*Items listed in a dataset:*
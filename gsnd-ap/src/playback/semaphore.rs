//! Counting semaphore for output slots
//!
//! Tracks free slots (`available`), submitted-but-unplayed slots
//! (`in_flight`) and the two ring cursors under one lock, so every observer
//! sees `available + in_flight == capacity`.
//!
//! The producer side (`acquire`, `rollback`, `restore`, `wait_idle`) belongs
//! to a single pipeline worker. `complete` is called from the device's
//! completion context and only holds the lock for a few field updates.

use crate::error::{Error, Result};
use parking_lot::{Condvar, Mutex};
use tracing::{trace, warn};

/// Identifies one submitted slot.
///
/// `epoch` changes on every reset; completions carrying an older epoch are
/// ignored.
#[derive(Debug, Clone, Copy, PartialEq, Eq)]
pub struct SlotTicket {
    pub slot: usize,
    pub epoch: u64,
}

/// Consistent snapshot of pool accounting
#[derive(Debug, Clone, Copy, PartialEq, Eq)]
pub struct PoolStats {
    /// Free slots
    pub available: usize,
    /// Slots submitted and not yet completed
    pub in_flight: usize,
    /// Next slot the device reports complete
    pub head: usize,
    /// Next slot the producer fills
    pub tail: usize,
    pub buffer_count: usize,
    /// Total submissions since open
    pub submitted: u64,
    /// Total completions since open (stale completions excluded)
    pub completed: u64,
}

#[derive(Debug)]
struct SlotState {
    available: usize,
    in_flight: usize,
    head: usize,
    tail: usize,
    epoch: u64,
    cancelled: bool,
    submitted: u64,
    completed: u64,
}

/// Slot semaphore shared by a pool, its device and its monitors
#[derive(Debug)]
pub struct SlotSemaphore {
    capacity: usize,
    state: Mutex<SlotState>,
    changed: Condvar,
}

impl SlotSemaphore {
    pub fn new(capacity: usize) -> Self {
        Self {
            capacity,
            state: Mutex::new(SlotState {
                available: capacity,
                in_flight: 0,
                head: 0,
                tail: 0,
                epoch: 0,
                cancelled: false,
                submitted: 0,
                completed: 0,
            }),
            changed: Condvar::new(),
        }
    }

    pub fn capacity(&self) -> usize {
        self.capacity
    }

    /// Block until a slot is free, then claim the slot at `tail`.
    ///
    /// # Errors
    /// `Cancelled` if the semaphore was cancelled before or while waiting.
    pub fn acquire(&self) -> Result<SlotTicket> {
        let mut state = self.state.lock();
        while state.available == 0 && !state.cancelled {
            self.changed.wait(&mut state);
        }
        if state.cancelled {
            return Err(Error::Cancelled);
        }

        let ticket = SlotTicket {
            slot: state.tail,
            epoch: state.epoch,
        };
        state.available -= 1;
        state.in_flight += 1;
        state.tail = (state.tail + 1) % self.capacity;
        state.submitted += 1;
        Ok(ticket)
    }

    /// Undo an `acquire` whose submission failed.
    pub fn rollback(&self, ticket: SlotTicket) {
        let mut state = self.state.lock();
        if ticket.epoch != state.epoch || state.in_flight == 0 {
            return;
        }
        state.available += 1;
        state.in_flight -= 1;
        state.tail = (state.tail + self.capacity - 1) % self.capacity;
        state.submitted -= 1;
        self.changed.notify_all();
    }

    /// Record that the device finished playing `ticket`.
    ///
    /// Returns false if the ticket predates the last reset.
    pub fn complete(&self, ticket: SlotTicket) -> bool {
        let mut state = self.state.lock();
        if ticket.epoch != state.epoch {
            trace!("Ignoring stale completion for slot {}", ticket.slot);
            return false;
        }
        if state.in_flight == 0 {
            warn!("Completion for slot {} with nothing in flight", ticket.slot);
            return false;
        }
        if ticket.slot != state.head {
            warn!(
                "Out-of-order completion: slot {} while head is {}",
                ticket.slot, state.head
            );
        }

        state.head = (state.head + 1) % self.capacity;
        state.available = (state.available + 1).min(self.capacity);
        state.in_flight -= 1;
        state.completed += 1;
        self.changed.notify_all();
        true
    }

    /// Return to full capacity with both cursors at zero and start a new epoch.
    pub fn restore(&self) {
        let mut state = self.state.lock();
        state.available = self.capacity;
        state.in_flight = 0;
        state.head = 0;
        state.tail = 0;
        state.epoch += 1;
        self.changed.notify_all();
    }

    /// Block until nothing is in flight.
    ///
    /// # Errors
    /// `Cancelled` if cancelled while slots are still in flight.
    pub fn wait_idle(&self) -> Result<()> {
        let mut state = self.state.lock();
        while state.in_flight > 0 && !state.cancelled {
            self.changed.wait(&mut state);
        }
        if state.in_flight > 0 {
            return Err(Error::Cancelled);
        }
        Ok(())
    }

    /// Wake every waiter with `Cancelled`; sticky.
    pub fn cancel(&self) {
        let mut state = self.state.lock();
        state.cancelled = true;
        self.changed.notify_all();
    }

    pub fn is_cancelled(&self) -> bool {
        self.state.lock().cancelled
    }

    pub fn stats(&self) -> PoolStats {
        let state = self.state.lock();
        PoolStats {
            available: state.available,
            in_flight: state.in_flight,
            head: state.head,
            tail: state.tail,
            buffer_count: self.capacity,
            submitted: state.submitted,
            completed: state.completed,
        }
    }
}

#[cfg(test)]
mod tests {
    use super::*;
    use std::sync::Arc;
    use std::thread;
    use std::time::Duration;

    fn assert_invariant(sem: &SlotSemaphore) {
        let stats = sem.stats();
        assert_eq!(stats.available + stats.in_flight, stats.buffer_count);
        assert!(stats.available <= stats.buffer_count);
    }

    #[test]
    fn test_acquire_advances_tail() {
        let sem = SlotSemaphore::new(3);
        let a = sem.acquire().unwrap();
        let b = sem.acquire().unwrap();
        assert_eq!((a.slot, b.slot), (0, 1));
        let stats = sem.stats();
        assert_eq!(stats.available, 1);
        assert_eq!(stats.tail, 2);
        assert_invariant(&sem);
    }

    #[test]
    fn test_complete_advances_head_and_wraps() {
        let sem = SlotSemaphore::new(2);
        for expected_slot in [0, 1, 0, 1, 0] {
            let ticket = sem.acquire().unwrap();
            assert_eq!(ticket.slot, expected_slot);
            assert!(sem.complete(ticket));
            assert_invariant(&sem);
        }
        let stats = sem.stats();
        assert_eq!(stats.head, 1);
        assert_eq!(stats.tail, 1);
        assert_eq!(stats.completed, 5);
    }

    #[test]
    fn test_stale_completion_ignored_after_restore() {
        let sem = SlotSemaphore::new(2);
        let old = sem.acquire().unwrap();
        sem.restore();
        assert!(!sem.complete(old));
        let stats = sem.stats();
        assert_eq!(stats.available, 2);
        assert_eq!(stats.in_flight, 0);
        assert_eq!((stats.head, stats.tail), (0, 0));
    }

    #[test]
    fn test_rollback() {
        let sem = SlotSemaphore::new(2);
        let ticket = sem.acquire().unwrap();
        sem.rollback(ticket);
        let stats = sem.stats();
        assert_eq!(stats.available, 2);
        assert_eq!(stats.tail, 0);
        assert_eq!(stats.submitted, 0);
    }

    #[test]
    fn test_acquire_blocks_until_completion() {
        let sem = Arc::new(SlotSemaphore::new(2));
        let first = sem.acquire().unwrap();
        sem.acquire().unwrap();

        let waiter = {
            let sem = Arc::clone(&sem);
            thread::spawn(move || sem.acquire())
        };
        thread::sleep(Duration::from_millis(50));
        assert!(!waiter.is_finished());

        sem.complete(first);
        let ticket = waiter.join().unwrap().unwrap();
        assert_eq!(ticket.slot, 0);
        assert_invariant(&sem);
    }

    #[test]
    fn test_cancel_wakes_blocked_acquire_and_drain() {
        let sem = Arc::new(SlotSemaphore::new(2));
        sem.acquire().unwrap();
        sem.acquire().unwrap();

        let acquirer = {
            let sem = Arc::clone(&sem);
            thread::spawn(move || sem.acquire())
        };
        let drainer = {
            let sem = Arc::clone(&sem);
            thread::spawn(move || sem.wait_idle())
        };
        thread::sleep(Duration::from_millis(20));
        sem.cancel();

        assert!(matches!(acquirer.join().unwrap(), Err(Error::Cancelled)));
        assert!(matches!(drainer.join().unwrap(), Err(Error::Cancelled)));
        assert!(sem.is_cancelled());
    }

    #[test]
    fn test_wait_idle_returns_when_empty() {
        let sem = SlotSemaphore::new(3);
        sem.wait_idle().unwrap();
        sem.cancel();
        // Nothing in flight: draining a cancelled semaphore still succeeds
        sem.wait_idle().unwrap();
    }
}
//! # gsnd Audio Player Library (gsnd-ap)
//!
//! Streams compressed audio from storage to a playback device.
//!
//! **Purpose:** Decode MP3 files frame by frame, feed the PCM to the audio
//! device through a small pool of fixed-size buffers, and orchestrate one
//! background music track alongside a bounded set of one-shot sound effects.
//!
//! **Architecture:** memmap2 source → symphonia frame codec → output buffer
//! pool (counting semaphore) → cpal device, one worker thread per pipeline.

pub mod audio;
pub mod config;
pub mod error;
pub mod playback;
pub mod probe;

pub use config::PlayerConfig;
pub use error::{Error, Result};
pub use playback::PlaybackEngine;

*Problem to solve:* Return, unchanged, the run of lines above that opens with the line containing "state.submitted += 1;" and closes with the line containing "state.available += 1;". Include both.

*Completed exercise:*
        state.submitted += 1;
        Ok(ticket)
    }

    /// Undo an `acquire` whose submission failed.
    pub fn rollback(&self, ticket: SlotTicket) {
        let mut state = self.state.lock();
        if ticket.epoch != state.epoch || state.in_flight == 0 {
            return;
        }
        state.available += 1;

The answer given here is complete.